Тем не менее после нескольких сейшенов «Аквариум» начал обрастать поклонниками, и в особенности — стайками растрёпанных муз, которые талантливо маскировались под молодых журналисток. Это наблюдение Родиона подтвердили и другие участники группировки.
«Первое интервью «Aквариум» давал приблизительно в 1974 году, но оно так и не было напечатано, — припоминает Марат. — Корреспондентом газеты «Ленинградский университет» была юная девица, и вопросы у нее были необычайно глупыми. Боря ответил на некоторые, но вскоре потерял интерес и отправился на сцену репетировать. Поскольку девушка была симпатичной, Фан долго ей что-то объяснял, пока мы на него не наорали».
Надо отметить, что немного позднее Миша Файнштейн, умело камуфлируясь от антисемитов, присвоил себе нейтральную фамилию Васильев. По совету друзей он похитил её из паспорта своей первой супруги Зины, швеи-мотористки фабрики имени Володарского. С новой фамилией музыкант «Аквариума» легко устраивался на работу в самые серьёзные институты и «закрытые» предприятия. И никто лишних вопросов ему больше не задавал.
Небезынтересно, что, несмотря на бесспорный факт женитьбы, Файнштейн-Васильев имел репутацию отъявленного бабника. Приятели любили вспоминать историю, как Фан склеил в поезде студентку по имени Надя. Девушка настолько прониклась битническим духом «Аквариума», что сбежала из дома, позабыв на столе записную книжку с телефонами музыкантов. Перепуганные родители отнесли блокнот в милицию, по стрёмным адресам была устроена облава, и блудную дочь вернули в семью.
Вообще-то актуальная тема «“Аквариум” и слабый пол» всегда стыдливо замалчивалась — как самими участниками группировки, так и журналистами. Но Марат не стал важничать и поделился со мной фрагментами из светской жизни друзей.
«На Борю девицы вешались гроздьями без каких-либо усилий с его стороны, — доверительно поведал мне Армен Айрапетян. — И вождь «Аквариума» обязательно влюблялся в одну из них самым романтическим образом. Какое-то время в этой роли выступала Леночка Попова — дочь знаменитых артистов и впоследствии известная театральная актриса. В свою очередь, Джордж относился к женщинам равнодушно, по принципу «есть — хорошо, а нет — обойдёмся». Вспоминаю, как на одной вечеринке некая прекрасная дама объявила, что отдастся нам всем. Пронырливый Лёня Тихомиров тут же пролез первым, а мы с Джорджем уселись возле двери, философски ожидая своей очереди. Но уже через пять минут увлеклись каким-то спором и начисто забыли, зачем мы тут сидим. После чего отправились на кухню подкрепиться и о девице больше не вспоминали, чем, вероятно, её очень сильно удивили».

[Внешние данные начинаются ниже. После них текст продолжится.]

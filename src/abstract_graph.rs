//! The abstract graph of the hierarchical pathfinder: a directed weighted
//! graph whose nodes are entrance cells of clusters, stored as an explicit
//! adjacency list. Entrances of the same cluster are connected by edges
//! weighted with the true grid distance between them; 4-adjacent entrances
//! of different clusters are glued together with unit-weight edges.

use crate::cluster::Cluster;
use crate::{cardinal_neighbours, manhattan, PathingGrid};
use fxhash::FxHashMap;
use grid_util::point::Point;
use itertools::Itertools;
use log::info;

/// An entrance cell promoted to a node, retaining its originating
/// coordinate and cluster index.
#[derive(Clone, Copy, Debug, PartialEq, Eq)]
pub struct AbstractNode {
    pub cell: Point,
    pub cluster: usize,
}

/// Directed weighted graph over entrance nodes. Built once per grid and
/// clustering, then shared read-only across any number of queries.
#[derive(Clone, Debug, Default)]
pub struct AbstractGraph {
    nodes: Vec<AbstractNode>,
    adjacency: Vec<Vec<(usize, i32)>>,
    node_ids: FxHashMap<Point, usize>,
}

impl AbstractGraph {
    /// Builds the abstract graph for a clustering of `grid`. Intra-cluster
    /// edge weights are computed with A* over the whole grid, so they
    /// reflect actual reachability rather than paths confined to the
    /// cluster; entrance pairs with no connecting path contribute no edge.
    pub fn build(grid: &PathingGrid, clusters: &[Cluster]) -> AbstractGraph {
        let mut cluster_of: FxHashMap<Point, usize> = FxHashMap::default();
        for (idx, cluster) in clusters.iter().enumerate() {
            for &cell in cluster {
                cluster_of.insert(cell, idx);
            }
        }
        let mut graph = AbstractGraph::default();
        // A cell is an entrance iff some walkable cardinal neighbour lies
        // outside its own cluster.
        let mut cluster_entrances: Vec<Vec<usize>> = Vec::with_capacity(clusters.len());
        for (idx, cluster) in clusters.iter().enumerate() {
            let mut entrance_ids = Vec::new();
            for &cell in cluster {
                let is_entrance = cardinal_neighbours(&cell)
                    .into_iter()
                    .any(|n| grid.walkable(n) && cluster_of.get(&n) != Some(&idx));
                if is_entrance {
                    entrance_ids.push(graph.add_node(cell, idx));
                }
            }
            cluster_entrances.push(entrance_ids);
        }
        for entrance_ids in &cluster_entrances {
            for (a, b) in entrance_ids.iter().copied().tuple_combinations() {
                let from = graph.nodes[a].cell;
                let to = graph.nodes[b].cell;
                if let Some((_, cost)) = grid.astar_raw(from, to, manhattan) {
                    graph.add_edge(a, b, cost);
                    graph.add_edge(b, a, cost);
                }
            }
        }
        // Inter-cluster edges come out symmetric because both endpoints of
        // an adjacent pair pass through this loop.
        for id in 0..graph.nodes.len() {
            let AbstractNode { cell, cluster } = graph.nodes[id];
            for neighbour in cardinal_neighbours(&cell) {
                if let Some(other) = graph.node_ids.get(&neighbour).copied() {
                    if graph.nodes[other].cluster != cluster {
                        graph.add_edge(id, other, 1);
                    }
                }
            }
        }
        info!(
            "Built abstract graph over {} clusters: {} entrance nodes",
            clusters.len(),
            graph.node_count()
        );
        graph
    }

    fn add_node(&mut self, cell: Point, cluster: usize) -> usize {
        let id = self.nodes.len();
        self.nodes.push(AbstractNode { cell, cluster });
        self.adjacency.push(Vec::new());
        self.node_ids.insert(cell, id);
        id
    }

    fn add_edge(&mut self, from: usize, to: usize, weight: i32) {
        self.adjacency[from].push((to, weight));
    }

    pub fn node_count(&self) -> usize {
        self.nodes.len()
    }

    pub fn is_empty(&self) -> bool {
        self.nodes.is_empty()
    }

    pub fn node(&self, id: usize) -> &AbstractNode {
        &self.nodes[id]
    }

    /// The node id of an entrance cell, if the cell is one.
    pub fn node_id(&self, cell: &Point) -> Option<usize> {
        self.node_ids.get(cell).copied()
    }

    /// Outgoing edges of a node as (neighbour id, weight) pairs.
    pub fn neighbours(&self, id: usize) -> &[(usize, i32)] {
        &self.adjacency[id]
    }

    /// The entrance node closest to `cell` by Manhattan distance, which
    /// approximates (and may differ from) the closest by grid distance.
    /// Ties are broken arbitrarily but deterministically.
    pub fn nearest_entrance(&self, cell: &Point) -> Option<usize> {
        (0..self.nodes.len()).min_by_key(|&id| manhattan(&self.nodes[id].cell, cell))
    }
}

#[cfg(test)]
mod tests {
    use super::*;
    use crate::cluster::{ClusterStrategy, RegionGrow, UniformClusters};
    use grid_util::grid::Grid;

    fn build_with(grid: &PathingGrid, strategy: &dyn ClusterStrategy) -> AbstractGraph {
        AbstractGraph::build(grid, &strategy.clusters(grid))
    }

    /// Every edge must have a reverse edge of equal weight.
    fn assert_symmetric(graph: &AbstractGraph) {
        for from in 0..graph.node_count() {
            for &(to, weight) in graph.neighbours(from) {
                assert!(
                    graph
                        .neighbours(to)
                        .iter()
                        .any(|&(back, back_weight)| back == from && back_weight == weight),
                    "edge {} -> {} (weight {}) has no equal reverse",
                    from,
                    to,
                    weight
                );
            }
        }
    }

    /// A single cluster covering the whole grid has no cell with a walkable
    /// neighbour outside it, so no entrances exist at all.
    #[test]
    fn single_cluster_has_no_entrances() {
        let grid: PathingGrid = PathingGrid::new(5, 5, true);
        let graph = build_with(&grid, &UniformClusters::new(5));
        assert!(graph.is_empty());
        assert_eq!(graph.node_count(), 0);
    }

    /// On an open 3x10 grid split into two 5-row blocks, the entrances are
    /// exactly the six cells on either side of the block boundary.
    #[test]
    fn two_block_boundary_entrances() {
        let grid: PathingGrid = PathingGrid::new(3, 10, true);
        let graph = build_with(&grid, &UniformClusters::new(5));
        assert_eq!(graph.node_count(), 6);
        for x in 0..3 {
            let near = graph.node_id(&Point::new(x, 4)).unwrap();
            let far = graph.node_id(&Point::new(x, 5)).unwrap();
            assert_ne!(graph.node(near).cluster, graph.node(far).cluster);
            // The boundary pair is glued together with a unit-weight edge.
            assert!(graph.neighbours(near).contains(&(far, 1)));
        }
        // Intra-cluster edges carry true grid distances.
        let left = graph.node_id(&Point::new(0, 4)).unwrap();
        let right = graph.node_id(&Point::new(2, 4)).unwrap();
        assert!(graph.neighbours(left).contains(&(right, 2)));
        assert_symmetric(&graph);
    }

    #[test]
    fn edges_are_symmetric_on_obstructed_grid() {
        let mut grid: PathingGrid = PathingGrid::new(8, 8, true);
        grid.set(1, 1, false);
        grid.set(2, 1, false);
        grid.set(5, 4, false);
        grid.set(5, 5, false);
        grid.set(6, 5, false);
        grid.generate_components();
        let graph = build_with(&grid, &UniformClusters::new(4));
        assert!(!graph.is_empty());
        assert_symmetric(&graph);
    }

    /// Region-grown clusters are maximal components, so no walkable cell
    /// ever borders another cluster and the abstraction stays empty.
    #[test]
    fn region_grown_clusters_yield_empty_graph() {
        let mut grid: PathingGrid = PathingGrid::new(6, 6, true);
        grid.set(3, 0, false);
        grid.set(3, 1, false);
        grid.set(3, 2, false);
        grid.generate_components();
        let graph = build_with(&grid, &RegionGrow);
        assert!(graph.is_empty());
    }

    #[test]
    fn nearest_entrance_by_manhattan_distance() {
        let grid: PathingGrid = PathingGrid::new(3, 10, true);
        let graph = build_with(&grid, &UniformClusters::new(5));
        let id = graph.nearest_entrance(&Point::new(0, 0)).unwrap();
        assert_eq!(graph.node(id).cell, Point::new(0, 4));
        let id = graph.nearest_entrance(&Point::new(2, 9)).unwrap();
        assert_eq!(graph.node(id).cell, Point::new(2, 5));
        assert!(AbstractGraph::default()
            .nearest_entrance(&Point::new(0, 0))
            .is_none());
    }
}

Искусство — ложь, которая позволяет нам осознать правду.
Весной 1974 года музыканты «Аквариума» решили сыграть несколько концертов с группой ZA, с которой они делили репетиционную комнату. Основу этого интернационального дуэта составляли вышеупомянутый Лёня Тихомиров и нью-йоркский флейтист Ричард Мейер, которому периодически удавалось вырываться в Ленинград. Оба ансамбля были по-настоящему дружны, не в последнюю очередь — как «товарищи по несчастью». Как-то они даже замутили на примате настоящий джем: Джордж придумал броское название «Электрик Птица», а Марат этот кайф попытался записать.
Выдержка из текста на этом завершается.